In the future, there is a perfectly safe sport where you jump into a warp tunnel and then use rockets on your hands to manoeuvre around asteroids, lasers, and other obstacles at breakneck speeds, or blast them out of your way with your space guns. This all sounds like a thoroughly thrilling spectator sport, I’m sure you agree, but donning your VR headset to play Space Drop is sadly rather dull.
Depending on what difficulty you start on, your first impressions may vary. If you start on the easiest difficulty you’re going to be totally underwhelmed by the lack of challenge. I’d recommend starting on the hard, the third difficulty, where you can get used to things with a little challenge. Ultra, the final difficulty, is just ridiculous. It’s not impossible to beat by any means, just incredibly frustrating instead as trial and error is the only real path to success.

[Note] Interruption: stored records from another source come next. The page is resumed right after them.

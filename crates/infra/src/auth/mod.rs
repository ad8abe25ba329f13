//! Login orchestration

pub mod authenticator;

pub use authenticator::Authenticator;
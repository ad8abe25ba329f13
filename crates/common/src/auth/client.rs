//! OpenID Connect session with PKCE support
//!
//! Handles the native-app authorization flow against the airline's identity
//! provider:
//! - Provider discovery from the issuer's well-known document
//! - Authorization URL building with a fresh PKCE challenge
//! - Code exchange from a pasted redirect URL
//! - Token refresh and userinfo retrieval

use std::sync::Arc;

use async_trait::async_trait;
use reqwest::Client;
use tokio::sync::Mutex;
use tracing::{debug, info, instrument};
use url::Url;

use super::pkce::{PkceChallenge, CHALLENGE_METHOD};
use super::traits::IdentityProvider;
use super::types::{
    IdentityProviderConfig, OAuthError, OidcConfiguration, TokenRecord, TokenResponse, UserInfo,
};

const WELL_KNOWN_PATH: &str = "/.well-known/openid-configuration";

/// Error type for identity provider operations
#[derive(Debug)]
pub enum OAuthClientError {
    /// HTTP request failed
    RequestFailed(reqwest::Error),

    /// Provider returned an OAuth error (token endpoint or redirect)
    OAuthError(OAuthError),

    /// Provider answered with a non-success status and no OAuth error body
    UnexpectedStatus { status: u16, body: String },

    /// State parameter mismatch (CSRF attack detected)
    StateMismatch { expected: String, received: String },

    /// Redirect URL could not be parsed or lacks `code` / `state`
    InvalidRedirect(String),

    /// `complete_from_redirect` called without a pending authorization
    NoPendingChallenge,

    /// No refresh token available
    NoRefreshToken,

    /// Failed to parse response
    ParseError(String),

    /// Invalid configuration
    ConfigError(String),

    /// Interactive step aborted or failed
    Interaction(String),
}

impl std::fmt::Display for OAuthClientError {
    fn fmt(&self, f: &mut std::fmt::Formatter<'_>) -> std::fmt::Result {
        match self {
            Self::RequestFailed(e) => write!(f, "HTTP request failed: {e}"),
            Self::OAuthError(e) => write!(f, "OAuth error: {e}"),
            Self::UnexpectedStatus { status, body } => {
                write!(f, "Identity provider returned status {status}: {body}")
            }
            Self::StateMismatch { .. } => write!(f, "State mismatch (CSRF)"),
            Self::InvalidRedirect(msg) => write!(f, "Invalid redirect URL: {msg}"),
            Self::NoPendingChallenge => write!(f, "No authorization in progress"),
            Self::NoRefreshToken => write!(f, "No refresh token available"),
            Self::ParseError(msg) => write!(f, "Parse error: {msg}"),
            Self::ConfigError(msg) => write!(f, "Configuration error: {msg}"),
            Self::Interaction(msg) => write!(f, "Authorization aborted: {msg}"),
        }
    }
}

impl std::error::Error for OAuthClientError {}

impl From<reqwest::Error> for OAuthClientError {
    fn from(err: reqwest::Error) -> Self {
        Self::RequestFailed(err)
    }
}

/// Session with an OpenID Connect provider
///
/// Holds the PKCE challenge of the authorization in progress, if any. A new
/// call to [`Self::generate_authorization_url`] replaces it.
#[derive(Debug, Clone)]
pub struct IdentityProviderSession {
    config: IdentityProviderConfig,
    endpoints: OidcConfiguration,
    client: Client,
    current_challenge: Arc<Mutex<Option<PkceChallenge>>>,
}

impl IdentityProviderSession {
    /// Create a session from already known provider endpoints
    #[must_use]
    pub fn new(config: IdentityProviderConfig, endpoints: OidcConfiguration, client: Client) -> Self {
        Self { config, endpoints, client, current_challenge: Arc::new(Mutex::new(None)) }
    }

    /// Fetch the provider metadata from `issuer` and create a session
    ///
    /// The well-known document is resolved against the issuer's origin.
    ///
    /// # Errors
    /// Returns error if `issuer` is not a URL, the request fails, or the
    /// document lacks the authorization or token endpoint
    #[instrument(skip(client, config), fields(client_id = %config.client_id))]
    pub async fn discover(
        client: Client,
        issuer: &str,
        config: IdentityProviderConfig,
    ) -> Result<Self, OAuthClientError> {
        let url = Url::parse(issuer)
            .and_then(|base| base.join(WELL_KNOWN_PATH))
            .map_err(|e| OAuthClientError::ConfigError(format!("invalid issuer {issuer}: {e}")))?;

        debug!(%url, "fetching OpenID configuration");
        let response = client.get(url).send().await?;
        let status = response.status();
        if !status.is_success() {
            let body = response.text().await.unwrap_or_default();
            return Err(OAuthClientError::UnexpectedStatus { status: status.as_u16(), body });
        }

        let endpoints: OidcConfiguration =
            response.json().await.map_err(|e| OAuthClientError::ParseError(e.to_string()))?;
        info!(authorization_endpoint = %endpoints.authorization_endpoint, "identity provider discovered");

        Ok(Self::new(config, endpoints, client))
    }

    /// Build the authorization URL for a new login
    ///
    /// Includes the S256 challenge, the native redirect URI, the configured
    /// scopes, a random `state` and `access_type=offline`.
    ///
    /// # Errors
    /// Returns error if the authorization endpoint is not a valid URL
    pub async fn generate_authorization_url(&self) -> Result<String, OAuthClientError> {
        let endpoint = Url::parse(&self.endpoints.authorization_endpoint)
            .map_err(|e| OAuthClientError::ConfigError(format!("authorization endpoint: {e}")))?;

        let challenge = PkceChallenge::generate();
        let params = [
            ("response_type", "code".to_string()),
            ("client_id", self.config.client_id.clone()),
            ("redirect_uri", self.config.redirect_uri.clone()),
            ("scope", self.config.scope_string()),
            ("state", challenge.state.clone()),
            ("code_challenge", challenge.code_challenge.clone()),
            ("code_challenge_method", CHALLENGE_METHOD.to_string()),
            ("access_type", "offline".to_string()),
        ];

        let query_string = params
            .iter()
            .map(|(k, v)| format!("{k}={}", urlencoding::encode(v)))
            .collect::<Vec<_>>()
            .join("&");
        let separator = if endpoint.query().is_some() { '&' } else { '?' };

        *self.current_challenge.lock().await = Some(challenge);

        Ok(format!("{endpoint}{separator}{query_string}"))
    }

    /// Exchange the code carried by `redirect_url` for tokens
    ///
    /// # Errors
    /// Returns error if:
    /// - The redirect carries an `error` parameter
    /// - `code` or `state` is missing, or `state` does not match
    /// - No authorization is in progress
    /// - The token exchange fails
    #[instrument(skip_all)]
    pub async fn complete_from_redirect(
        &self,
        redirect_url: &str,
    ) -> Result<TokenRecord, OAuthClientError> {
        let redirect = Url::parse(redirect_url.trim())
            .map_err(|e| OAuthClientError::InvalidRedirect(e.to_string()))?;

        let mut code = None;
        let mut state = None;
        let mut error = None;
        let mut error_description = None;
        for (key, value) in redirect.query_pairs() {
            match key.as_ref() {
                "code" => code = Some(value.into_owned()),
                "state" => state = Some(value.into_owned()),
                "error" => error = Some(value.into_owned()),
                "error_description" => error_description = Some(value.into_owned()),
                _ => {}
            }
        }

        if let Some(error) = error {
            self.current_challenge.lock().await.take();
            return Err(OAuthClientError::OAuthError(OAuthError { error, error_description }));
        }
        let code = code.ok_or_else(|| OAuthClientError::InvalidRedirect("missing code".into()))?;
        let state =
            state.ok_or_else(|| OAuthClientError::InvalidRedirect("missing state".into()))?;

        let challenge =
            self.current_challenge.lock().await.take().ok_or(OAuthClientError::NoPendingChallenge)?;
        if !challenge.matches_state(&state) {
            return Err(OAuthClientError::StateMismatch {
                expected: challenge.state,
                received: state,
            });
        }

        let form = [
            ("grant_type", "authorization_code"),
            ("client_id", self.config.client_id.as_str()),
            ("code", code.as_str()),
            ("redirect_uri", self.config.redirect_uri.as_str()),
            ("code_verifier", challenge.code_verifier.as_str()),
        ];
        let record = TokenRecord::from(self.token_request(&form).await?);
        info!(refreshable = record.can_refresh(), "authorization code exchanged");

        Ok(record)
    }

    /// Refresh `existing` and return its successor
    ///
    /// # Errors
    /// Returns error if there is no refresh token or the provider rejects it
    #[instrument(skip_all)]
    pub async fn refresh(&self, existing: &TokenRecord) -> Result<TokenRecord, OAuthClientError> {
        let refresh_token = existing
            .refresh_token
            .as_deref()
            .filter(|token| !token.is_empty())
            .ok_or(OAuthClientError::NoRefreshToken)?;

        let form = [
            ("grant_type", "refresh_token"),
            ("client_id", self.config.client_id.as_str()),
            ("refresh_token", refresh_token),
        ];
        let response = self.token_request(&form).await?;
        debug!(rotated = response.refresh_token.is_some(), "identity token refreshed");

        Ok(existing.refreshed(response))
    }

    /// Fetch the userinfo claims for `record`
    ///
    /// # Errors
    /// Returns error if the provider has no userinfo endpoint or the request
    /// fails
    #[instrument(skip_all)]
    pub async fn fetch_user_info(&self, record: &TokenRecord) -> Result<UserInfo, OAuthClientError> {
        let endpoint = self.endpoints.userinfo_endpoint.as_deref().ok_or_else(|| {
            OAuthClientError::ConfigError("provider has no userinfo endpoint".to_string())
        })?;

        let response = self.client.get(endpoint).bearer_auth(&record.access_token).send().await?;
        let status = response.status();
        if !status.is_success() {
            let body = response.text().await.unwrap_or_default();
            return Err(OAuthClientError::UnexpectedStatus { status: status.as_u16(), body });
        }

        response.json().await.map_err(|e| OAuthClientError::ParseError(e.to_string()))
    }

    async fn token_request(&self, form: &[(&str, &str)]) -> Result<TokenResponse, OAuthClientError> {
        let response = self.client.post(&self.endpoints.token_endpoint).form(form).send().await?;
        let status = response.status();

        if !status.is_success() {
            let body = response.text().await.unwrap_or_default();
            return Err(match serde_json::from_str::<OAuthError>(&body) {
                Ok(error) => OAuthClientError::OAuthError(error),
                Err(_) => OAuthClientError::UnexpectedStatus { status: status.as_u16(), body },
            });
        }

        response.json().await.map_err(|e| OAuthClientError::ParseError(e.to_string()))
    }
}

#[async_trait]
impl IdentityProvider for IdentityProviderSession {
    async fn generate_authorization_url(&self) -> Result<String, OAuthClientError> {
        self.generate_authorization_url().await
    }

    async fn complete_from_redirect(
        &self,
        redirect_url: &str,
    ) -> Result<TokenRecord, OAuthClientError> {
        self.complete_from_redirect(redirect_url).await
    }

    async fn refresh(&self, existing: &TokenRecord) -> Result<TokenRecord, OAuthClientError> {
        self.refresh(existing).await
    }

    async fn fetch_user_info(&self, record: &TokenRecord) -> Result<UserInfo, OAuthClientError> {
        self.fetch_user_info(record).await
    }
}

The bigger issue is that the obstacles – the asteroids, spinning lasers and laser grids – are all the same regardless of the difficulty, it’s just that there’s more of them. It’s incredibly repetitive after a few runs and only gets more so from there. It’s a bit of a shame because there’s maybe thirty minutes when you first start playing where the game feels like it has some real potential. During this brief window, as you first master weaving through obstacles and blasting others out of the void, you can almost reach a sort of flow state – everything is so quick there’s no space for focusing on anything else. It’s just that after the first few experiences you’ve seen everything the game has to offer, just in slightly different combinations and closer together.

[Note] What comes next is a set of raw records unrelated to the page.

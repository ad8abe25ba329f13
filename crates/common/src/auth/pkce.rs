//! PKCE (Proof Key for Code Exchange) for the authorization-code flow
//!
//! Implements RFC 7636 with the S256 method. The identity provider is a
//! public client, so the verifier replaces a client secret.

use base64::engine::general_purpose::URL_SAFE_NO_PAD;
use base64::Engine;
use rand::RngCore;
use sha2::{Digest, Sha256};

/// Challenge method sent with every authorization request
pub const CHALLENGE_METHOD: &str = "S256";

/// 32 random bytes, base64url without padding (43 characters).
fn random_token() -> String {
    let mut bytes = [0_u8; 32];
    rand::thread_rng().fill_bytes(&mut bytes);
    URL_SAFE_NO_PAD.encode(bytes)
}

/// Compute `BASE64URL(SHA256(verifier))`.
#[must_use]
pub fn code_challenge(verifier: &str) -> String {
    URL_SAFE_NO_PAD.encode(Sha256::digest(verifier.as_bytes()))
}

/// Verifier, challenge and CSRF state for one pending authorization
///
/// Kept by the session between `generate_authorization_url` and
/// `complete_from_redirect`; consumed by the latter.
#[derive(Debug, Clone)]
pub struct PkceChallenge {
    /// Secret sent only during the code exchange
    pub code_verifier: String,
    /// SHA-256 of the verifier, sent in the authorization URL
    pub code_challenge: String,
    /// Echoed back by the provider in the redirect
    pub state: String,
}

impl PkceChallenge {
    /// Fresh random verifier and state.
    ///
    /// # Examples
    /// ```
    /// use crewconnect_common::auth::pkce::PkceChallenge;
    ///
    /// let challenge = PkceChallenge::generate();
    /// assert_eq!(challenge.code_verifier.len(), 43);
    /// assert_ne!(challenge.code_verifier, challenge.state);
    /// ```
    #[must_use]
    pub fn generate() -> Self {
        let code_verifier = random_token();
        let code_challenge = code_challenge(&code_verifier);
        Self { code_verifier, code_challenge, state: random_token() }
    }

    /// True when `received` is the state this challenge was issued with.
    #[must_use]
    pub fn matches_state(&self, received: &str) -> bool {
        self.state == received
    }
}

#[cfg(test)]
mod tests {
    //! Unit tests for auth::pkce.
    use super::*;

    /// Validates `PkceChallenge::generate` output length and alphabet.
    ///
    /// Assertions:
    /// - Verifier length sits within the RFC 7636 43-128 range.
    /// - No value contains padding or the non-URL-safe `+` and `/`.
    #[test]
    fn test_generated_values_are_base64url() {
        let challenge = PkceChallenge::generate();

        assert!((43..=128).contains(&challenge.code_verifier.len()));
        for value in [&challenge.code_verifier, &challenge.code_challenge, &challenge.state] {
            assert!(!value.contains('='));
            assert!(!value.contains('+'));
            assert!(!value.contains('/'));
        }
    }

    /// Validates that two generations never share values.
    #[test]
    fn test_unique_challenges() {
        let first = PkceChallenge::generate();
        let second = PkceChallenge::generate();

        assert_ne!(first.code_verifier, second.code_verifier);
        assert_ne!(first.state, second.state);
    }

    /// Validates the challenge is recomputable from the verifier.
    ///
    /// Assertions:
    /// - `code_challenge(verifier)` equals the stored challenge.
    /// - A different verifier yields a different challenge.
    #[test]
    fn test_challenge_derives_from_verifier() {
        let challenge = PkceChallenge::generate();

        assert_eq!(code_challenge(&challenge.code_verifier), challenge.code_challenge);
        assert_ne!(code_challenge("another-verifier"), challenge.code_challenge);
    }

    #[test]
    fn test_state_match() {
        let challenge = PkceChallenge::generate();
        let state = challenge.state.clone();

        assert!(challenge.matches_state(&state));
        assert!(!challenge.matches_state("forged"));
    }
}
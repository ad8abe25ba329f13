//! Configuration loader
//!
//! ## Loading Strategy
//! 1. Environment variables, when `CREWCONNECT_HOST` is set
//! 2. Otherwise the first config file found by [`probe_config_paths`]
//!
//! ## Environment Variables
//! - `CREWCONNECT_HOST`: backend base URL (required)
//! - `CREWCONNECT_TIMEOUT_SECS`: per-request timeout in seconds
//! - `CREWCONNECT_USER_AGENT`: `User-Agent` header value
//! - `CREWCONNECT_TOKEN_PATH`: JSON file holding persisted tokens
//!
//! ## File Locations
//! `crewconnect.{json,toml}` then `config.{json,toml}`, first in the working
//! directory and then next to the executable.

use std::path::{Path, PathBuf};

use crewconnect_domain::{Config, CrewConnectError, HttpConfig, Result, StorageConfig};

const ENV_HOST: &str = "CREWCONNECT_HOST";
const ENV_TIMEOUT_SECS: &str = "CREWCONNECT_TIMEOUT_SECS";
const ENV_USER_AGENT: &str = "CREWCONNECT_USER_AGENT";
const ENV_TOKEN_PATH: &str = "CREWCONNECT_TOKEN_PATH";

const CONFIG_FILE_NAMES: [&str; 4] =
    ["crewconnect.json", "crewconnect.toml", "config.json", "config.toml"];

/// Load configuration from the environment, falling back to a config file
/// only when `CREWCONNECT_HOST` is unset.
///
/// # Errors
/// Returns `CrewConnectError::Config` if the environment is set but invalid,
/// or if it is unset and no valid config file is found.
pub fn load() -> Result<Config> {
    if std::env::var_os(ENV_HOST).is_none() {
        tracing::debug!("{ENV_HOST} not set, trying config file");
        return load_from_file(None);
    }

    let config = load_from_env()?;
    tracing::info!("Configuration loaded from environment variables");
    Ok(config)
}

/// Load configuration from `CREWCONNECT_*` environment variables.
///
/// # Errors
/// Returns `CrewConnectError::Config` if `CREWCONNECT_HOST` is missing or a
/// numeric variable does not parse.
pub fn load_from_env() -> Result<Config> {
    let host = env_var(ENV_HOST)?;

    let mut http = HttpConfig::default();
    if let Ok(timeout) = std::env::var(ENV_TIMEOUT_SECS) {
        http.timeout_secs = timeout.parse::<u64>().map_err(|e| {
            CrewConnectError::Config(format!("Invalid {ENV_TIMEOUT_SECS} `{timeout}`: {e}"))
        })?;
    }
    if let Ok(agent) = std::env::var(ENV_USER_AGENT) {
        http.user_agent = agent;
    }

    let mut storage = StorageConfig::default();
    if let Ok(path) = std::env::var(ENV_TOKEN_PATH) {
        storage.token_path = PathBuf::from(path);
    }

    Ok(Config { host, http, storage })
}

/// Load configuration from a file, probing the standard locations when
/// `path` is `None`.
///
/// # Errors
/// Returns `CrewConnectError::Config` if the file is missing, unreadable or
/// malformed.
pub fn load_from_file(path: Option<PathBuf>) -> Result<Config> {
    let config_path = match path {
        Some(p) => {
            if !p.exists() {
                return Err(CrewConnectError::Config(format!(
                    "Config file not found: {}",
                    p.display()
                )));
            }
            p
        }
        None => probe_config_paths().ok_or_else(|| {
            CrewConnectError::Config(format!(
                "No config file found and {ENV_HOST} is not set"
            ))
        })?,
    };

    tracing::info!(path = %config_path.display(), "Loading configuration from file");

    let contents = std::fs::read_to_string(&config_path)
        .map_err(|e| CrewConnectError::Config(format!("Failed to read config file: {e}")))?;

    parse_config(&contents, &config_path)
}

/// Parse configuration content; the format follows the file extension.
fn parse_config(contents: &str, path: &Path) -> Result<Config> {
    let extension = path.extension().and_then(|e| e.to_str()).unwrap_or("json");

    match extension {
        "toml" => toml::from_str(contents)
            .map_err(|e| CrewConnectError::Config(format!("Invalid TOML format: {e}"))),
        "json" => serde_json::from_str(contents)
            .map_err(|e| CrewConnectError::Config(format!("Invalid JSON format: {e}"))),
        _ => Err(CrewConnectError::Config(format!("Unsupported config format: {extension}"))),
    }
}

/// First existing config file in the working directory or next to the
/// executable.
pub fn probe_config_paths() -> Option<PathBuf> {
    let mut dirs = Vec::new();

    if let Ok(cwd) = std::env::current_dir() {
        dirs.push(cwd);
    }

    if let Ok(exe_path) = std::env::current_exe() {
        if let Some(exe_dir) = exe_path.parent() {
            dirs.push(exe_dir.to_path_buf());
        }
    }

    dirs.iter()
        .flat_map(|dir| CONFIG_FILE_NAMES.iter().map(move |name| dir.join(name)))
        .find(|path| path.exists())
}

fn env_var(key: &str) -> Result<String> {
    std::env::var(key).map_err(|_| {
        CrewConnectError::Config(format!("Missing required environment variable: {key}"))
    })
}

There are a couple of control options, one where you hold a button and aim your guns to move around and another where you don’t hold the button, the latter of which is superior unless you want cramp in your trigger fingers. Movement at least works well enough, giving enough fine control to fit between two lasers whilst still allowing you to quickly get over to the other side of the play area if needed. The guns are at best serviceable, though. They do what they’re supposed to do, though I’d recommend turning off the laser sights if you want any level of challenge.

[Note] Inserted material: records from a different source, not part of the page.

//! Authenticated access to the crew scheduling backend
//!
//! [`BackendSession`] owns the backend and identity-provider credentials and
//! implements the [`CrewApi`](crewconnect_core::CrewApi) port consumed by the
//! schedule client. [`fetch_server_config`] reads the unauthenticated
//! bootstrap document that tells the client how to log in.

pub mod server_config;
pub mod session;

pub use server_config::{fetch_server_config, ServerConfig, OKTA_AUTHENTICATION_MODE};
pub use session::BackendSession;
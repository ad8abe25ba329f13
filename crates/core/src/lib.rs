//! # CrewConnect Core
//!
//! Crew-scheduling use cases over an abstract backend port.
//!
//! This crate contains:
//! - The [`CrewApi`] port (authenticated JSON reads against the backend)
//! - [`ScheduleClient`]: flight schedule retrieval and the pairing-options
//!   pipeline (pagination, filtering, enrichment, sorting)
//!
//! ## Architecture Principles
//! - The only workspace dependency is `crewconnect-domain`
//! - No HTTP or storage code; everything external goes through the port
//! - Every pipeline step awaits sequentially, one request at a time

pub mod schedule;

pub use schedule::ports::CrewApi;
pub use schedule::query::PairingQuery;
pub use schedule::sort::{SortBy, SortKey};
pub use schedule::ScheduleClient;
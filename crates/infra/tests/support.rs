//! Shared fixtures for the infra integration tests

use std::sync::Arc;

use async_trait::async_trait;
use crewconnect_common::testing::MockIdentityProvider;
use crewconnect_common::{
    AuthorizationCodeProvider, MemoryTokenStore, OAuthClientError, TokenRecord,
};
use crewconnect_infra::{BackendSession, HttpClient};
use serde_json::{json, Value};
use url::Url;
use wiremock::matchers::{method, path};
use wiremock::{Mock, MockServer, ResponseTemplate};

pub const USER: &str = "JDOE";

/// Session holding `backend_token` with a mock identity provider able to
/// refresh, persisting into `store`.
pub fn refreshable_session(
    server: &MockServer,
    backend_token: &str,
    provider: Arc<MockIdentityProvider>,
    store: Arc<MemoryTokenStore>,
) -> BackendSession {
    BackendSession::new(&server.uri(), HttpClient::new().expect("http client"), USER)
        .expect("session")
        .with_backend_token(TokenRecord::bearer(backend_token).with_subject(USER))
        .with_identity(provider, MockIdentityProvider::issued_record())
        .with_token_store(store)
}

/// `POST /login` answering with `token`, expected exactly `calls` times.
pub async fn mount_login(server: &MockServer, token: &str, calls: u64) {
    Mock::given(method("POST"))
        .and(path("/login"))
        .respond_with(ResponseTemplate::new(200).set_body_json(json!({ "token": token })))
        .expect(calls)
        .mount(server)
        .await;
}

/// Pairing summary as returned by the pairing-requests listing.
pub fn pairing_json(id: &str, from: &str, to: &str, stopovers: &[&str], on_days: u32) -> Value {
    json!({
        "id": id,
        "pairingCode": format!("P{id}"),
        "scheduledDepartureDate": from,
        "scheduledArrivalDate": to,
        "stopovers": stopovers,
        "totalOnDays": on_days,
        "restPeriods": [{"duration": 43200}]
    })
}

/// Code provider that completes the authorization by echoing the `state` of
/// the authorization URL back in a redirect carrying `code`.
#[derive(Debug)]
pub struct EchoStateProvider {
    pub code: String,
}

#[async_trait]
impl AuthorizationCodeProvider for EchoStateProvider {
    async fn authorize(&self, authorization_url: &str) -> Result<String, OAuthClientError> {
        let url = Url::parse(authorization_url)
            .map_err(|e| OAuthClientError::Interaction(e.to_string()))?;
        let state = url
            .query_pairs()
            .find(|(key, _)| key == "state")
            .map(|(_, value)| value.into_owned())
            .ok_or_else(|| OAuthClientError::Interaction("no state".into()))?;

        Ok(format!("com.apm.crewconnect:/callback?code={}&state={state}", self.code))
    }
}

The game looks relatively good. It’s set in space, obviously, and there’s planets and asteroids to briefly marvel at before each level begins, but even then it’s not like you can stop and enjoy them in a level without getting an asteroid to the face. The music is both incredibly repetitive and completely unremarkable, like the music you’d find in the background of a sci-fi themed mobile game, and whie the sound effects do their job well enough, they also aren’t that notable.